Soon, AI will access multiple sources of data to reveal patterns in diagnosis, treatment, and results. Big data will offer the possibility at AI systems to predict patient’s risk and develop more personalised treatments. These systems potential will allow the prediction of pregnancy complications. It will also be more suitable at anticipating complications during pregnancy, perhaps identifying patients at high risk better than currently feasible. Artificial intelligence will also reduce ‘‘time to pregnancy’’ and improve efficiency, which is the time it takes to perform certain tasks or reduce embryo waste. The most powerful use of AI is to enhance hu- man capabilities, minimize variability, improve precision, and speed, and not to replace them. The impact of AI will be most visible using natural language processing and ML. AI can cover different areas, like clinicians, patients, administration. Using these systems, patient engagement in their care will be enhanced and streamlined. In every day clinic practice is necessary to discover before implenattion of AI, if it is worthy. What can be the benefits in process of embryos selection for example, rather than the traditional approach. It will also be necessary to purchase a new software system and make a notable investment, which is not sure if it is valuable or not. AI needs training and to do that, realistic datasets are necessary, that reflect the existed diversity and decrease the risk of bias. Taking that into consideration, more embryos should be included and not only these that have been selected for transfer. AI systems apart from training need validation on independent datasets. AI implementation is depending on how fast ART clinics will involve digital transportation and standardization. Once this is practice, AI systems will be self- evolved through learning, revalidation and use of new data. Recently, the US Food and Drug Administration has expedited the approval of medical devices and therapies (39 as of July 2019) that use partially and/or fully independent AI-based systems [12].

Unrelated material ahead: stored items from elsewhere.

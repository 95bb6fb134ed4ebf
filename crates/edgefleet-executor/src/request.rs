//! Execution requests.

use std::path::PathBuf;
use std::time::Duration;

use bytes::Bytes;
use serde::{Deserialize, Serialize};

/// Whether repeating a request could change the outcome.
///
/// The executor never retries on its own; the class is carried so callers and
/// logs can tell a harmless re-run from one that needs an operator.
#[derive(Debug, Clone, Copy, PartialEq, Eq, Serialize, Deserialize)]
#[serde(rename_all = "snake_case")]
pub enum IdempotencyClass {
  SafeToRetry,
  NotSafe,
}

/// The credential used to open a session.
///
/// `None` on a request means "whatever the transport is configured with".
#[derive(Debug, Clone, PartialEq, Eq, Serialize, Deserialize)]
pub struct Identity {
  /// Login user; the node's `ssh_user` when unset.
  #[serde(default, skip_serializing_if = "Option::is_none")]
  pub user: Option<String>,
  pub private_key: PathBuf,
  /// The matching OpenSSH public key line.
  pub public_key: String,
}

impl Identity {
  pub fn new(private_key: impl Into<PathBuf>, public_key: impl Into<String>) -> Self {
    Self {
      user: None,
      private_key: private_key.into(),
      public_key: public_key.into(),
    }
  }

  pub fn with_user(mut self, user: impl Into<String>) -> Self {
    self.user = Some(user.into());
    self
  }
}

/// A shell command, optionally fed a payload on stdin.
#[derive(Debug, Clone, PartialEq, Eq)]
pub struct RemoteCommand {
  pub script: String,
  pub stdin: Option<Bytes>,
}

impl RemoteCommand {
  pub fn new(script: impl Into<String>) -> Self {
    Self {
      script: script.into(),
      stdin: None,
    }
  }

  pub fn with_stdin(mut self, data: impl Into<Bytes>) -> Self {
    self.stdin = Some(data.into());
    self
  }
}

#[derive(Debug, Clone, Copy, PartialEq, Eq, Serialize, Deserialize)]
#[serde(rename_all = "UPPERCASE")]
pub enum HttpMethod {
  Get,
  Post,
}

/// An HTTP request against a node-hosted endpoint.
#[derive(Debug, Clone, PartialEq)]
pub struct HttpProbe {
  pub method: HttpMethod,
  pub port: u16,
  pub path: String,
  pub body: Option<serde_json::Value>,
}

impl HttpProbe {
  pub fn get(port: u16, path: impl Into<String>) -> Self {
    Self {
      method: HttpMethod::Get,
      port,
      path: path.into(),
      body: None,
    }
  }

  pub fn post(port: u16, path: impl Into<String>, body: serde_json::Value) -> Self {
    Self {
      method: HttpMethod::Post,
      port,
      path: path.into(),
      body: Some(body),
    }
  }
}

#[derive(Debug, Clone, PartialEq)]
pub enum Operation {
  Command {
    command: RemoteCommand,
    identity: Option<Identity>,
  },
  Http(HttpProbe),
}

impl Operation {
  pub fn kind(&self) -> &'static str {
    match self {
      Operation::Command { .. } => "command",
      Operation::Http(_) => "http",
    }
  }
}

/// One operation to run against one node.
#[derive(Debug, Clone, PartialEq)]
pub struct ExecutionRequest {
  pub operation: Operation,
  /// Hard upper bound on the call, enforced by the executor.
  pub deadline: Duration,
  pub idempotency: IdempotencyClass,
}

impl ExecutionRequest {
  /// A command authenticated with the transport's default credential.
  pub fn command(script: impl Into<String>, deadline: Duration) -> Self {
    Self {
      operation: Operation::Command {
        command: RemoteCommand::new(script),
        identity: None,
      },
      deadline,
      idempotency: IdempotencyClass::SafeToRetry,
    }
  }

  pub fn http(probe: HttpProbe, deadline: Duration) -> Self {
    let idempotency = match probe.method {
      HttpMethod::Get => IdempotencyClass::SafeToRetry,
      HttpMethod::Post => IdempotencyClass::NotSafe,
    };
    Self {
      operation: Operation::Http(probe),
      deadline,
      idempotency,
    }
  }

  pub fn remote(command: RemoteCommand, deadline: Duration) -> Self {
    Self {
      operation: Operation::Command {
        command,
        identity: None,
      },
      deadline,
      idempotency: IdempotencyClass::SafeToRetry,
    }
  }

  /// Authenticate the command with a specific key. No effect on HTTP probes.
  pub fn with_identity(mut self, identity: Identity) -> Self {
    if let Operation::Command { identity: slot, .. } = &mut self.operation {
      *slot = Some(identity);
    }
    self
  }

  pub fn not_idempotent(mut self) -> Self {
    self.idempotency = IdempotencyClass::NotSafe;
    self
  }

  pub fn with_deadline(mut self, deadline: Duration) -> Self {
    self.deadline = deadline;
    self
  }
}

#[cfg(test)]
mod tests {
  use super::*;

  #[test]
  fn test_identity_only_applies_to_commands() {
    let identity = Identity::new("/tmp/k", "ssh-ed25519 AAAA test");

    let cmd = ExecutionRequest::command("true", Duration::from_secs(1)).with_identity(identity.clone());
    assert!(matches!(
      cmd.operation,
      Operation::Command { identity: Some(ref i), .. } if *i == identity
    ));

    let probe = ExecutionRequest::http(HttpProbe::get(11434, "/api/tags"), Duration::from_secs(1))
      .with_identity(identity);
    assert!(matches!(probe.operation, Operation::Http(_)));
  }

  #[test]
  fn test_post_probes_are_not_idempotent() {
    let req = ExecutionRequest::http(
      HttpProbe::post(11434, "/api/pull", serde_json::json!({"name": "phi3:mini"})),
      Duration::from_secs(1),
    );
    assert_eq!(req.idempotency, IdempotencyClass::NotSafe);
  }
}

AI  will improve outcome, by allowing less mistakes, being more efficient and more important without emotional factors. The main disadvantage of AI is the fact that human Is replaced by a machine, and possible some decisions made will be accompanied by lack of empathy. However, evidence show that human won’t be replaced, but supported to be more efficient and productive. Personal data associated with digital technologies, is a big concern and need to be addressed appropriately, especially once cloud service is in use.

AI - Quality Control and Assurance in the IVF labarotory

At the environment of IVF laboratories, the majority of the procedures has been made mainly manually. AI systems are aiming to decrease the burden and the subjectivity of in the labaroty. These systems will provide a more standardised model, independent on the technician or environment where it takes place and can interfere with the embryo.  The application of IoT ( Internet of things), like actuators, gadgets, appliances, or machines, that are programmed for certain applicationsprovides the IVF laboratories the opportunity of  better monitoring and operating their facilities [13]. The IoT devices are most of the time of low-cost, low-power electronics connected wirelessly to gather data or act on events in real-time. These environmental sensors, actuators, networks or software can be deployed for real-time monitoring of room temperature, humidity, volatile organic compounds, door open count, and so forth. A more advanced, experimental form of IoT is a something different called smart dust. Smart dust are nodes of multiple microelectromechanical systems, no more than a few millimetres wide, that can detect changes in light, position, acceleration, stress, pressure, humidity, sound, and vibration. These disposable sensors transmit in formation wirelessly with autonomous power to a central computer or a cloud where data are compiled, analyzed through algorithms, and-if required-can instruct other devices to respond.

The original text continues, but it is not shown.